*** Source data ***

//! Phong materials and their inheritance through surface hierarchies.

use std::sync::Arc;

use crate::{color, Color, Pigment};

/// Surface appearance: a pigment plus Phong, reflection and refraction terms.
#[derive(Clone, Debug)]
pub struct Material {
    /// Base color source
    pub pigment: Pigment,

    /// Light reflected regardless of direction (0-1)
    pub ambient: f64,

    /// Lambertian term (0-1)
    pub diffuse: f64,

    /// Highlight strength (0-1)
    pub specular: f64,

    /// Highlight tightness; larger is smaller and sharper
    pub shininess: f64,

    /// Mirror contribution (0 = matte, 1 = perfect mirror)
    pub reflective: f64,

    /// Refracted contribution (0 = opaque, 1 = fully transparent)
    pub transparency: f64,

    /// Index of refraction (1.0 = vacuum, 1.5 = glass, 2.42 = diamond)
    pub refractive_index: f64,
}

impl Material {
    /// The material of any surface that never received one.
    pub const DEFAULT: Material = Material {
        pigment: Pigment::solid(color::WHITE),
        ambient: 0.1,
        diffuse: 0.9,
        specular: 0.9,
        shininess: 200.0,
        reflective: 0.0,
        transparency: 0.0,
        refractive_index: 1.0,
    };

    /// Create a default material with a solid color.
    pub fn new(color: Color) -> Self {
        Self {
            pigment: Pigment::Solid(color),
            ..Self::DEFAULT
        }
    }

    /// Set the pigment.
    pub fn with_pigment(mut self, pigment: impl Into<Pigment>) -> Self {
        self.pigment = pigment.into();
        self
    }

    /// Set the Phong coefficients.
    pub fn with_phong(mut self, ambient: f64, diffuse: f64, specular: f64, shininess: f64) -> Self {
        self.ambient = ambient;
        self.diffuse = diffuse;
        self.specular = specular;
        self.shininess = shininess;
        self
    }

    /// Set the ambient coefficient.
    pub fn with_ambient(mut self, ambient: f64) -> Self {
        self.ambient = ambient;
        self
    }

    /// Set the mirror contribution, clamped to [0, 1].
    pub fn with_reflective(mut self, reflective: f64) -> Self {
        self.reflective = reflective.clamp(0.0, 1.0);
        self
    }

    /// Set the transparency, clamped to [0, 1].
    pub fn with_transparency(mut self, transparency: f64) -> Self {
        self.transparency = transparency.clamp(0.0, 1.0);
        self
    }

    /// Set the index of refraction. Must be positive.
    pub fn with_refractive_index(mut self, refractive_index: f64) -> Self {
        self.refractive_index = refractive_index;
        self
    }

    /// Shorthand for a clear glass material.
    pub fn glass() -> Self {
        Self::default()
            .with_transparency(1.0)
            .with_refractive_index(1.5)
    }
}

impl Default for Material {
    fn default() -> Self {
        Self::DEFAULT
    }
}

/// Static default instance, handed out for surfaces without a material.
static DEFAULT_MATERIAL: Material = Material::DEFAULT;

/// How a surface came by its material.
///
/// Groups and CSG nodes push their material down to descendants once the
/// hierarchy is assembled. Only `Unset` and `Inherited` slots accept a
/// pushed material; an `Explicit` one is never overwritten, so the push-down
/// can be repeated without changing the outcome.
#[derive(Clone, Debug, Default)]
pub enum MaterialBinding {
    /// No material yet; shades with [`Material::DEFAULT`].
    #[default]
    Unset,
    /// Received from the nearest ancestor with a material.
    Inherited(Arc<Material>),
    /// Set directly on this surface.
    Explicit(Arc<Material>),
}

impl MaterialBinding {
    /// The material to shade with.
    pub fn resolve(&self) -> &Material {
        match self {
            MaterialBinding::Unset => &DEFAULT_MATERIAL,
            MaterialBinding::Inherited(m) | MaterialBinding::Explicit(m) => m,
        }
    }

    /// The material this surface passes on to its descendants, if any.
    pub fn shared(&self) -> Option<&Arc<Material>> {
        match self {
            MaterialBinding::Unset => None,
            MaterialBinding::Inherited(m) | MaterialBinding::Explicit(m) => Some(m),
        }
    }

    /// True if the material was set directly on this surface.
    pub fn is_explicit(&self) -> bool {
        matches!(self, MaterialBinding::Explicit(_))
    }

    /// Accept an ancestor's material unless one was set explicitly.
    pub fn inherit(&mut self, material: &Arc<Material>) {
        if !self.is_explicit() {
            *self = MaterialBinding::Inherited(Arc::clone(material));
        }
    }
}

***

[The problem]:
All of the data, from the first line to the last, should be written out exactly.

[Response]:
//! Phong materials and their inheritance through surface hierarchies.

use std::sync::Arc;

use crate::{color, Color, Pigment};

/// Surface appearance: a pigment plus Phong, reflection and refraction terms.
#[derive(Clone, Debug)]
pub struct Material {
    /// Base color source
    pub pigment: Pigment,

    /// Light reflected regardless of direction (0-1)
    pub ambient: f64,

    /// Lambertian term (0-1)
    pub diffuse: f64,

    /// Highlight strength (0-1)
    pub specular: f64,

    /// Highlight tightness; larger is smaller and sharper
    pub shininess: f64,

    /// Mirror contribution (0 = matte, 1 = perfect mirror)
    pub reflective: f64,

    /// Refracted contribution (0 = opaque, 1 = fully transparent)
    pub transparency: f64,

    /// Index of refraction (1.0 = vacuum, 1.5 = glass, 2.42 = diamond)
    pub refractive_index: f64,
}

impl Material {
    /// The material of any surface that never received one.
    pub const DEFAULT: Material = Material {
        pigment: Pigment::solid(color::WHITE),
        ambient: 0.1,
        diffuse: 0.9,
        specular: 0.9,
        shininess: 200.0,
        reflective: 0.0,
        transparency: 0.0,
        refractive_index: 1.0,
    };

    /// Create a default material with a solid color.
    pub fn new(color: Color) -> Self {
        Self {
            pigment: Pigment::Solid(color),
            ..Self::DEFAULT
        }
    }

    /// Set the pigment.
    pub fn with_pigment(mut self, pigment: impl Into<Pigment>) -> Self {
        self.pigment = pigment.into();
        self
    }

    /// Set the Phong coefficients.
    pub fn with_phong(mut self, ambient: f64, diffuse: f64, specular: f64, shininess: f64) -> Self {
        self.ambient = ambient;
        self.diffuse = diffuse;
        self.specular = specular;
        self.shininess = shininess;
        self
    }

    /// Set the ambient coefficient.
    pub fn with_ambient(mut self, ambient: f64) -> Self {
        self.ambient = ambient;
        self
    }

    /// Set the mirror contribution, clamped to [0, 1].
    pub fn with_reflective(mut self, reflective: f64) -> Self {
        self.reflective = reflective.clamp(0.0, 1.0);
        self
    }

    /// Set the transparency, clamped to [0, 1].
    pub fn with_transparency(mut self, transparency: f64) -> Self {
        self.transparency = transparency.clamp(0.0, 1.0);
        self
    }

    /// Set the index of refraction. Must be positive.
    pub fn with_refractive_index(mut self, refractive_index: f64) -> Self {
        self.refractive_index = refractive_index;
        self
    }

    /// Shorthand for a clear glass material.
    pub fn glass() -> Self {
        Self::default()
            .with_transparency(1.0)
            .with_refractive_index(1.5)
    }
}

impl Default for Material {
    fn default() -> Self {
        Self::DEFAULT
    }
}

/// Static default instance, handed out for surfaces without a material.
static DEFAULT_MATERIAL: Material = Material::DEFAULT;

/// How a surface came by its material.
///
/// Groups and CSG nodes push their material down to descendants once the
/// hierarchy is assembled. Only `Unset` and `Inherited` slots accept a
/// pushed material; an `Explicit` one is never overwritten, so the push-down
/// can be repeated without changing the outcome.
#[derive(Clone, Debug, Default)]
pub enum MaterialBinding {
    /// No material yet; shades with [`Material::DEFAULT`].
    #[default]
    Unset,
    /// Received from the nearest ancestor with a material.
    Inherited(Arc<Material>),
    /// Set directly on this surface.
    Explicit(Arc<Material>),
}

impl MaterialBinding {
    /// The material to shade with.
    pub fn resolve(&self) -> &Material {
        match self {
            MaterialBinding::Unset => &DEFAULT_MATERIAL,
            MaterialBinding::Inherited(m) | MaterialBinding::Explicit(m) => m,
        }
    }

    /// The material this surface passes on to its descendants, if any.
    pub fn shared(&self) -> Option<&Arc<Material>> {
        match self {
            MaterialBinding::Unset => None,
            MaterialBinding::Inherited(m) | MaterialBinding::Explicit(m) => Some(m),
        }
    }

    /// True if the material was set directly on this surface.
    pub fn is_explicit(&self) -> bool {
        matches!(self, MaterialBinding::Explicit(_))
    }

    /// Accept an ancestor's material unless one was set explicitly.
    pub fn inherit(&mut self, material: &Arc<Material>) {
        if !self.is_explicit() {
            *self = MaterialBinding::Inherited(Arc::clone(material));
        }
    }
}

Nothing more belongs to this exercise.